Recorded data:
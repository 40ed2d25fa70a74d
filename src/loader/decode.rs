//! Per-cell accessors over Arrow record batches.
//!
//! Decoding is lenient: a cell that cannot be represented in the target type
//! degrades to `None`. Structural problems are caught by schema validation
//! before any of these run.

use arrow::array::{Array, Date32Array, Date64Array, Float32Array, Float64Array, Int32Array, Int64Array, StringArray};
use arrow::datatypes::DataType;
use arrow::record_batch::RecordBatch;
use chrono::NaiveDate;

/// Read a string cell; missing column, null cell, or non-string type ⇒ `None`
pub(crate) fn string_cell(batch: &RecordBatch, column: &str, row: usize) -> Option<String> {
    let array = batch.column_by_name(column)?;
    if array.is_null(row) {
        return None;
    }
    array
        .as_any()
        .downcast_ref::<StringArray>()
        .map(|a| a.value(row).to_string())
}

/// Read a numeric cell as `f64`.
///
/// Integer and float columns convert directly; string columns are parsed,
/// mirroring coerce-to-missing semantics for tables where a numeric column
/// was inferred as text. Non-finite results degrade to `None`.
pub(crate) fn float_cell(batch: &RecordBatch, column: &str, row: usize) -> Option<f64> {
    let array = batch.column_by_name(column)?;
    if array.is_null(row) {
        return None;
    }
    let value = match array.data_type() {
        DataType::Float64 => array
            .as_any()
            .downcast_ref::<Float64Array>()
            .map(|a| a.value(row)),
        DataType::Float32 => array
            .as_any()
            .downcast_ref::<Float32Array>()
            .map(|a| f64::from(a.value(row))),
        DataType::Int64 => array
            .as_any()
            .downcast_ref::<Int64Array>()
            .map(|a| a.value(row) as f64),
        DataType::Int32 => array
            .as_any()
            .downcast_ref::<Int32Array>()
            .map(|a| f64::from(a.value(row))),
        DataType::Utf8 => array
            .as_any()
            .downcast_ref::<StringArray>()
            .and_then(|a| a.value(row).trim().parse::<f64>().ok()),
        _ => None,
    };
    value.filter(|v| v.is_finite())
}

/// Read a date cell from a native date column or an ISO `YYYY-MM-DD` string
pub(crate) fn date_cell(batch: &RecordBatch, column: &str, row: usize) -> Option<NaiveDate> {
    let array = batch.column_by_name(column)?;
    if array.is_null(row) {
        return None;
    }
    match array.data_type() {
        DataType::Date32 => array
            .as_any()
            .downcast_ref::<Date32Array>()
            .and_then(|a| a.value_as_date(row)),
        DataType::Date64 => array
            .as_any()
            .downcast_ref::<Date64Array>()
            .and_then(|a| a.value_as_date(row)),
        DataType::Utf8 => array
            .as_any()
            .downcast_ref::<StringArray>()
            .and_then(|a| NaiveDate::parse_from_str(a.value(row).trim(), "%Y-%m-%d").ok()),
        _ => None,
    }
}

Work to be completed - Please give the entries above again in full, exactly as written.

Answer space -
repository 40ed2d25fa70a74d
filename src/loader/decode.rs
//! Per-cell accessors over Arrow record batches.
//!
//! Decoding is lenient: a cell that cannot be represented in the target type
//! degrades to `None`. Structural problems are caught by schema validation
//! before any of these run.

use arrow::array::{Array, Date32Array, Date64Array, Float32Array, Float64Array, Int32Array, Int64Array, StringArray};
use arrow::datatypes::DataType;
use arrow::record_batch::RecordBatch;
use chrono::NaiveDate;

/// Read a string cell; missing column, null cell, or non-string type ⇒ `None`
pub(crate) fn string_cell(batch: &RecordBatch, column: &str, row: usize) -> Option<String> {
    let array = batch.column_by_name(column)?;
    if array.is_null(row) {
        return None;
    }
    array
        .as_any()
        .downcast_ref::<StringArray>()
        .map(|a| a.value(row).to_string())
}

/// Read a numeric cell as `f64`.
///
/// Integer and float columns convert directly; string columns are parsed,
/// mirroring coerce-to-missing semantics for tables where a numeric column
/// was inferred as text. Non-finite results degrade to `None`.
pub(crate) fn float_cell(batch: &RecordBatch, column: &str, row: usize) -> Option<f64> {
    let array = batch.column_by_name(column)?;
    if array.is_null(row) {
        return None;
    }
    let value = match array.data_type() {
        DataType::Float64 => array
            .as_any()
            .downcast_ref::<Float64Array>()
            .map(|a| a.value(row)),
        DataType::Float32 => array
            .as_any()
            .downcast_ref::<Float32Array>()
            .map(|a| f64::from(a.value(row))),
        DataType::Int64 => array
            .as_any()
            .downcast_ref::<Int64Array>()
            .map(|a| a.value(row) as f64),
        DataType::Int32 => array
            .as_any()
            .downcast_ref::<Int32Array>()
            .map(|a| f64::from(a.value(row))),
        DataType::Utf8 => array
            .as_any()
            .downcast_ref::<StringArray>()
            .and_then(|a| a.value(row).trim().parse::<f64>().ok()),
        _ => None,
    };
    value.filter(|v| v.is_finite())
}

/// Read a date cell from a native date column or an ISO `YYYY-MM-DD` string
pub(crate) fn date_cell(batch: &RecordBatch, column: &str, row: usize) -> Option<NaiveDate> {
    let array = batch.column_by_name(column)?;
    if array.is_null(row) {
        return None;
    }
    match array.data_type() {
        DataType::Date32 => array
            .as_any()
            .downcast_ref::<Date32Array>()
            .and_then(|a| a.value_as_date(row)),
        DataType::Date64 => array
            .as_any()
            .downcast_ref::<Date64Array>()
            .and_then(|a| a.value_as_date(row)),
        DataType::Utf8 => array
            .as_any()
            .downcast_ref::<StringArray>()
            .and_then(|a| NaiveDate::parse_from_str(a.value(row).trim(), "%Y-%m-%d").ok()),
        _ => None,
    }
}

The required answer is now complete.